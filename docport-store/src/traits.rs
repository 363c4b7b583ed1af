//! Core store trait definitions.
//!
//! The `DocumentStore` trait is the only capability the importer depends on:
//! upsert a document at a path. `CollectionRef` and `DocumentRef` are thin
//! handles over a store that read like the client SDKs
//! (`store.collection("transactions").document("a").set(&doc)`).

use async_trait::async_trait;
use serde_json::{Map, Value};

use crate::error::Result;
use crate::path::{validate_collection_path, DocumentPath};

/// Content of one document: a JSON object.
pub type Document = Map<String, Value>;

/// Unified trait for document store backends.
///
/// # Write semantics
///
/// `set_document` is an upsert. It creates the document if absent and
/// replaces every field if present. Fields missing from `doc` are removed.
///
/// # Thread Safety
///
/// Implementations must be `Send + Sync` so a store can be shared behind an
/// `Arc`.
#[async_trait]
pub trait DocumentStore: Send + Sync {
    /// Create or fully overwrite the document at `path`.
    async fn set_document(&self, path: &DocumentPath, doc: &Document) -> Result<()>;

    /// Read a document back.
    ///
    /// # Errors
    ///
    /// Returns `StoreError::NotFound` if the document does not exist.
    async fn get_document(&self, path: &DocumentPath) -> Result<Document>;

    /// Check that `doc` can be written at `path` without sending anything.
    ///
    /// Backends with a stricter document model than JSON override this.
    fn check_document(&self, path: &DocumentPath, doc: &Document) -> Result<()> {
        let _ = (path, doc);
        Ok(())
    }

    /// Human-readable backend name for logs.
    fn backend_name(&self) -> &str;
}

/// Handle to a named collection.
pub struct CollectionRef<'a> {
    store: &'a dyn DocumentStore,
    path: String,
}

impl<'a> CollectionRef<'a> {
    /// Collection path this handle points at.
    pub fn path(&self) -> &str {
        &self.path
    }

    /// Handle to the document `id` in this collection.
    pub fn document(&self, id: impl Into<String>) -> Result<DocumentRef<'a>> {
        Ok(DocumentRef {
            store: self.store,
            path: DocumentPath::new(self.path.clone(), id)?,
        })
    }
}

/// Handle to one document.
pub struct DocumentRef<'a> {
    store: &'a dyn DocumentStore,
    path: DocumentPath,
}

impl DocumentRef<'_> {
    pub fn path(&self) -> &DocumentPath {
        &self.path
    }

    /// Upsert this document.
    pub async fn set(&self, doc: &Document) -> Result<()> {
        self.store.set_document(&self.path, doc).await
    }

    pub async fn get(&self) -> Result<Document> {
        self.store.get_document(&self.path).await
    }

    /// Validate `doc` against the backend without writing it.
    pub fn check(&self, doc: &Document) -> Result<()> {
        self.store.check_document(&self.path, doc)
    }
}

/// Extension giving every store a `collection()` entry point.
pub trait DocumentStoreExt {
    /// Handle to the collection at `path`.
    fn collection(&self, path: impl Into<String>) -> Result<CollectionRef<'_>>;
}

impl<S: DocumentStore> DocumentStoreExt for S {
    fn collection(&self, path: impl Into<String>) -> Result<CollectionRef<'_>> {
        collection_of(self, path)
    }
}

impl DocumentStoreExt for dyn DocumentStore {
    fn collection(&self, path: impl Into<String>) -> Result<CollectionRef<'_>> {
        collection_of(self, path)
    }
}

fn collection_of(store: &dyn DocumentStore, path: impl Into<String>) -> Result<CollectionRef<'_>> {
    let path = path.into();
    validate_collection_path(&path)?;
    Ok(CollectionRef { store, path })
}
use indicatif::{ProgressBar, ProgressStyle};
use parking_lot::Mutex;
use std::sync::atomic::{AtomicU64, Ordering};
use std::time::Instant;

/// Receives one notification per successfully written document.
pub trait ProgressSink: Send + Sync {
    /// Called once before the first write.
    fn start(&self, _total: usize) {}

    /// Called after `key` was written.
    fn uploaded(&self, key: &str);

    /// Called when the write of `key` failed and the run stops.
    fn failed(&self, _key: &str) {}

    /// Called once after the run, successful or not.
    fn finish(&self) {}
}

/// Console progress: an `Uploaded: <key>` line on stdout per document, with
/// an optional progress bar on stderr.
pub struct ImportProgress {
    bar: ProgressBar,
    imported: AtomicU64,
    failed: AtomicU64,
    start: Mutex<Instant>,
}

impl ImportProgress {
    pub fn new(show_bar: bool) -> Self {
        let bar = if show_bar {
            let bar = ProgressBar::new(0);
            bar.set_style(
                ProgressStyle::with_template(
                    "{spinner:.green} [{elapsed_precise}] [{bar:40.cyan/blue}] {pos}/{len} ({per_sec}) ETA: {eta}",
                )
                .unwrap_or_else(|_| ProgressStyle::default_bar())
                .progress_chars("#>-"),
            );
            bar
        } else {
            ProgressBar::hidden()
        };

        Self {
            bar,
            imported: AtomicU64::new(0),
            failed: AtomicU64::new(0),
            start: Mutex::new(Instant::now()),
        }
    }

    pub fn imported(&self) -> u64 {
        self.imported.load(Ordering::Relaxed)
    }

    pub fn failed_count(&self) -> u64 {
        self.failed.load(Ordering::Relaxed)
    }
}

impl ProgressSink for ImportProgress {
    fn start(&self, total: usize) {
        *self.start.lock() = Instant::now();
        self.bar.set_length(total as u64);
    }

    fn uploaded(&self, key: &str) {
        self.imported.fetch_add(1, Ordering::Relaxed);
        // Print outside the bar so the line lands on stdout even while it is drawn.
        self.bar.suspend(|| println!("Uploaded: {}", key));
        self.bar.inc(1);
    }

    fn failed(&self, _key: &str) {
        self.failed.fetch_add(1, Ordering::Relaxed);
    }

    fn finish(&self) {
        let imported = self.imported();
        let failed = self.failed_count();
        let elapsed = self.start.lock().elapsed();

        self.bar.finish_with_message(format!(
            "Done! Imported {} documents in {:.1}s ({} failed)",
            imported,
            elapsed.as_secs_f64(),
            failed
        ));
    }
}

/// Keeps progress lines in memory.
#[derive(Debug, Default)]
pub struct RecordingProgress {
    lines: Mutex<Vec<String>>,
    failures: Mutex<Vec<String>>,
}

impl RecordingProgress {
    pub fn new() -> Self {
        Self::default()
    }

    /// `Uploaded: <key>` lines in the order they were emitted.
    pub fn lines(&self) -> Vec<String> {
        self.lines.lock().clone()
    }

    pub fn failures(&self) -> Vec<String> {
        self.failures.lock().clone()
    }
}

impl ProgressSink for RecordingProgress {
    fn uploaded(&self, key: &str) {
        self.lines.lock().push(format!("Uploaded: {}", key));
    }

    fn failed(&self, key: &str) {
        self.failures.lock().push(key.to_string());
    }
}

···

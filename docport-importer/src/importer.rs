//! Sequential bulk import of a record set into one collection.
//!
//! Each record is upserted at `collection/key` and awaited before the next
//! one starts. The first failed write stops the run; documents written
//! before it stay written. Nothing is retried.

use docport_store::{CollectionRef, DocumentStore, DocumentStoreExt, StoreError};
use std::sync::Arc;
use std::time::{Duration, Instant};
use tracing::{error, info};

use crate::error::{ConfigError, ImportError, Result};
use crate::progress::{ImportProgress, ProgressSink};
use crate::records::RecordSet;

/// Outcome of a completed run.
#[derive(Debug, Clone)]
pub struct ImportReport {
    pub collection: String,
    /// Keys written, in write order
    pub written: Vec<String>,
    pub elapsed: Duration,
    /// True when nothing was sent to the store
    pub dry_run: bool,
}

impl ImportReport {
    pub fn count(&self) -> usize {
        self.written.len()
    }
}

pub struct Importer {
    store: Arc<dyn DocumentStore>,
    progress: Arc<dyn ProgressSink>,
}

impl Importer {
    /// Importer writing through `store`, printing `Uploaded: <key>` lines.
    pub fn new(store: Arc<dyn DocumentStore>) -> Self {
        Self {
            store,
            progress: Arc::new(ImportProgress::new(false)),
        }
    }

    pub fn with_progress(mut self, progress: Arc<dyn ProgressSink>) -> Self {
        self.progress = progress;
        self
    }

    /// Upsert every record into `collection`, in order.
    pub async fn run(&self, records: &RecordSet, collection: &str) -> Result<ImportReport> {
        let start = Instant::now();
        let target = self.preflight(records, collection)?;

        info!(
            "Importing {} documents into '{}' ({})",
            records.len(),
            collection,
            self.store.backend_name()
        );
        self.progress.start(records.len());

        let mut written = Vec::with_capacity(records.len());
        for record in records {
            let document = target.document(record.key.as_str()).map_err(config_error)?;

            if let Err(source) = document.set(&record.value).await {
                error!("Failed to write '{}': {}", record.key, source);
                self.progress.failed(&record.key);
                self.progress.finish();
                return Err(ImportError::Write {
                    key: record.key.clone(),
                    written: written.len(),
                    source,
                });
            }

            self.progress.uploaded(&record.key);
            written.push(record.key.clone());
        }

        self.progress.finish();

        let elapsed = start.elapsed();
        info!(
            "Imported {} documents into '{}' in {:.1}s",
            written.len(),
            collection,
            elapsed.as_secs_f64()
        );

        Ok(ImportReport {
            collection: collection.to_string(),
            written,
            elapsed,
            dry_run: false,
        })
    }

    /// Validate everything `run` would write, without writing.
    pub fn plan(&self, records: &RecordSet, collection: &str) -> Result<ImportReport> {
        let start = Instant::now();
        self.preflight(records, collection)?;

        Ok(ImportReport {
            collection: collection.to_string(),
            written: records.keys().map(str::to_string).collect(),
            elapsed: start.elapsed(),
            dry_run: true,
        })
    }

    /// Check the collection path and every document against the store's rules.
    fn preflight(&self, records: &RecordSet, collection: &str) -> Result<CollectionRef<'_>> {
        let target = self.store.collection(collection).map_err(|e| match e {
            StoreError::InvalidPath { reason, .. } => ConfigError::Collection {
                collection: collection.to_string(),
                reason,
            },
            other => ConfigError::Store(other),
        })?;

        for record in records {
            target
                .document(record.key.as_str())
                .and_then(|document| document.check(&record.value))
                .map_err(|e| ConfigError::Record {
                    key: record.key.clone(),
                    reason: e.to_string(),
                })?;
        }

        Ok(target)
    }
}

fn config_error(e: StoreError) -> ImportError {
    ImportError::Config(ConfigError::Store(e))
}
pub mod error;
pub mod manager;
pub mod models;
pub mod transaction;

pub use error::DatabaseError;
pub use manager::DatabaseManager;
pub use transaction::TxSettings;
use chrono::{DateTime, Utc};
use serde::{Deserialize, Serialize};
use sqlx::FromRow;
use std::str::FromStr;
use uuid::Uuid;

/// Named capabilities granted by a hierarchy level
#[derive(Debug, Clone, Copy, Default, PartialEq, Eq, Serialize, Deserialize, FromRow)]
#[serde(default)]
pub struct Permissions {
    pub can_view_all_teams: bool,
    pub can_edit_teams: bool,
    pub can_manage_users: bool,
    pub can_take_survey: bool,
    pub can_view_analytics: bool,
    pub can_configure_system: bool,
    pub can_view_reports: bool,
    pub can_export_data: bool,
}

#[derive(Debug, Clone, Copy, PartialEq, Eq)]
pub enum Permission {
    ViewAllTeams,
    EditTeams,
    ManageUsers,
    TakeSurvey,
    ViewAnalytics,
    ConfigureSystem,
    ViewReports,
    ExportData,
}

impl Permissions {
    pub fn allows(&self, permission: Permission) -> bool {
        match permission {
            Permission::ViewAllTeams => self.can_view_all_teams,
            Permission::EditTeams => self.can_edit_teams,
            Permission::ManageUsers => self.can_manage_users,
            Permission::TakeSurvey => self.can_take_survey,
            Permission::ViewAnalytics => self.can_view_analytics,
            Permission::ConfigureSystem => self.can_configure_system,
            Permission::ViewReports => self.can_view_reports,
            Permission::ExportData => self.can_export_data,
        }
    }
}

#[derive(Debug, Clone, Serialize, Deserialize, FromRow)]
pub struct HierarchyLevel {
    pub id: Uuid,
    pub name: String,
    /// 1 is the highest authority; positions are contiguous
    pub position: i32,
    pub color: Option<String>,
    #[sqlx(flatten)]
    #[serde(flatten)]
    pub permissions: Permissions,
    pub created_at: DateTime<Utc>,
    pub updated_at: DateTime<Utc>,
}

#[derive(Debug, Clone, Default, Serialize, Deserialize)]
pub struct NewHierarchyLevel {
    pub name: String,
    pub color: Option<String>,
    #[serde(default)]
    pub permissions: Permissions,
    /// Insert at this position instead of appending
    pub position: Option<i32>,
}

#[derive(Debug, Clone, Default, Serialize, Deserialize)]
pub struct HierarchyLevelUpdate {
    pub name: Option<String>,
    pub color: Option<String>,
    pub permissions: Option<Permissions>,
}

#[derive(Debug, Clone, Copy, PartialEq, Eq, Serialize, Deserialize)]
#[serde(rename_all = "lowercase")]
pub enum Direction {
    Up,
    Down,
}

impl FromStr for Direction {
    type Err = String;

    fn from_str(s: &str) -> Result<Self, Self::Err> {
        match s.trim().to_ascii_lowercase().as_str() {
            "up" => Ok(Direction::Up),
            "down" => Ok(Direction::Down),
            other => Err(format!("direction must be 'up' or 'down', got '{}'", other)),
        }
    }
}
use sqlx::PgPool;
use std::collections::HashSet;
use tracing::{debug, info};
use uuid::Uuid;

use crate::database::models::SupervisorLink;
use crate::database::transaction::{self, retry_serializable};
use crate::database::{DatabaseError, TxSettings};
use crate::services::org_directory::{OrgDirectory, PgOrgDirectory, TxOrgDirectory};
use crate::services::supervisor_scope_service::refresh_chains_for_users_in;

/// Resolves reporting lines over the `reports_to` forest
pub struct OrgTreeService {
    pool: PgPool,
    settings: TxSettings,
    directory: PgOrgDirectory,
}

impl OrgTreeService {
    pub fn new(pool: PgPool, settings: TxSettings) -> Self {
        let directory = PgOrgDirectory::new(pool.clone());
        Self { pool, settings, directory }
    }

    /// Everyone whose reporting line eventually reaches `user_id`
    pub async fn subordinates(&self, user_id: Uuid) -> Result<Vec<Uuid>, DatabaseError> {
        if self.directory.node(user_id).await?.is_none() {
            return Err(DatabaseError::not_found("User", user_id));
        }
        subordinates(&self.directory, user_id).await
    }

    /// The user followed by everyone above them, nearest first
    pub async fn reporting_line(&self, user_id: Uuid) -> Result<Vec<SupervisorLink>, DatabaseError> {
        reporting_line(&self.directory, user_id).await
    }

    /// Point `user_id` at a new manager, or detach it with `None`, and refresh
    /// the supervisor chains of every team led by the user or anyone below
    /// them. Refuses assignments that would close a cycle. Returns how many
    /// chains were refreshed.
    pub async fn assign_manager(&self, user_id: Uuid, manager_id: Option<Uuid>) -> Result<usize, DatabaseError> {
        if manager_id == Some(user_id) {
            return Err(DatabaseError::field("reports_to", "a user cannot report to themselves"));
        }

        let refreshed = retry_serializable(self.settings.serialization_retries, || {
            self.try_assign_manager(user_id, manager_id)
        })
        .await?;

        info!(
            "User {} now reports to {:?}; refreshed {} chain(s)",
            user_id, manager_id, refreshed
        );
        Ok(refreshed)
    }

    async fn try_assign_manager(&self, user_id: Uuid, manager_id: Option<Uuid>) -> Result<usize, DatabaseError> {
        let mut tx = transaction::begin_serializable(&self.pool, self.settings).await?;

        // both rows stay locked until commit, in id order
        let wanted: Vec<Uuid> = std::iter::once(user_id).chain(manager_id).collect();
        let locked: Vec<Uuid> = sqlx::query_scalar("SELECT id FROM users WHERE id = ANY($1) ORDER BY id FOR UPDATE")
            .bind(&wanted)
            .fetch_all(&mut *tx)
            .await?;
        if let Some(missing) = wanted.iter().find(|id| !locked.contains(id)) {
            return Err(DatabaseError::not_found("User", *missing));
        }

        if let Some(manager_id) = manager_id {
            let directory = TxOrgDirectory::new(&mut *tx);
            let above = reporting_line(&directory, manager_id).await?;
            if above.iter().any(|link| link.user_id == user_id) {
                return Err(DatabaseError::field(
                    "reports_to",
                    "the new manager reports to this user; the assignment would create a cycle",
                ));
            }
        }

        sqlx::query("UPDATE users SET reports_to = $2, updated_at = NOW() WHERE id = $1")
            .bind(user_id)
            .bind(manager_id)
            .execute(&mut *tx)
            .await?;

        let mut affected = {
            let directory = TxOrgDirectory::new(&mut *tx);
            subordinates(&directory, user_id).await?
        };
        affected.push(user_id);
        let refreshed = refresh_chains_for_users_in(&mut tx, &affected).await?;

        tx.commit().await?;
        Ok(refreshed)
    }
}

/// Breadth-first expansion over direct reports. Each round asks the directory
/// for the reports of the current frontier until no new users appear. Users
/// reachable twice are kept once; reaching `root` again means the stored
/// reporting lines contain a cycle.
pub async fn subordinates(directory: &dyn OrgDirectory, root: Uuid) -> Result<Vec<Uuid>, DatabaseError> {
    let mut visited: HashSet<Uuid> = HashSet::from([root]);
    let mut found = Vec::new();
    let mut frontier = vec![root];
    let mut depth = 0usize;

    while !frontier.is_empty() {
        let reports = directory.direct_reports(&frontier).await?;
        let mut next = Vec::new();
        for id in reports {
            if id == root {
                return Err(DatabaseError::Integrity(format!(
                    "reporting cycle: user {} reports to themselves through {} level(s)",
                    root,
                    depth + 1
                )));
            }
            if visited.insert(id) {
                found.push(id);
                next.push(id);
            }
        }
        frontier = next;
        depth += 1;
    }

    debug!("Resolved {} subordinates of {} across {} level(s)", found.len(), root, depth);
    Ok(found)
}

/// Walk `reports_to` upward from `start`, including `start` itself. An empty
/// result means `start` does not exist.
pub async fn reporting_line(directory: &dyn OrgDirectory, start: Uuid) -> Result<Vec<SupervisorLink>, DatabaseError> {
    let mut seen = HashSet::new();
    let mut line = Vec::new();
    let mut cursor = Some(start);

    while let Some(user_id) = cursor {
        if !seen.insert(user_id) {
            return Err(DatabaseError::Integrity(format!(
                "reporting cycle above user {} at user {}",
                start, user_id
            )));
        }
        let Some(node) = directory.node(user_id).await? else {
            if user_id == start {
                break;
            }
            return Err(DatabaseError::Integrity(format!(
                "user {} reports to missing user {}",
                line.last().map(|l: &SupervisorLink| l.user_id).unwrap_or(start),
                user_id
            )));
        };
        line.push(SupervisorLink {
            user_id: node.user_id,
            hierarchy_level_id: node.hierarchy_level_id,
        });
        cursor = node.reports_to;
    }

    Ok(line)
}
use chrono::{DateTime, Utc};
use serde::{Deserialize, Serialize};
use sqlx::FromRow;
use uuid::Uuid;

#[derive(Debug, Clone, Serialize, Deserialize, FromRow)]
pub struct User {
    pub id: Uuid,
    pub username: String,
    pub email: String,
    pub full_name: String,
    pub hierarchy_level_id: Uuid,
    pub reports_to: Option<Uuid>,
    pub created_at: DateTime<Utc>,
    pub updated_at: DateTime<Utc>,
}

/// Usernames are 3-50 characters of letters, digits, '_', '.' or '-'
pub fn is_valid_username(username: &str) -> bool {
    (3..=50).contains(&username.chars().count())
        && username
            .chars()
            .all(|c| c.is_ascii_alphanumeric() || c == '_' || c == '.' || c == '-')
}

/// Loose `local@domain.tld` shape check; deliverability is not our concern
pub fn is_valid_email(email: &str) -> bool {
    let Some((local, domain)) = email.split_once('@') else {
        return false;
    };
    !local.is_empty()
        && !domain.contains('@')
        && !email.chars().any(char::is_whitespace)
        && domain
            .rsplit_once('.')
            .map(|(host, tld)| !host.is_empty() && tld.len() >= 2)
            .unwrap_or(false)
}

···

**Description of the task:**
In the entries above, find each line with the word "that" and show it.

**Exercise output:**
//! handles over a store that read like the client SDKs
    /// Check that `doc` can be written at `path` without sending anything.
    /// them. Refuses assignments that would close a cycle. Returns how many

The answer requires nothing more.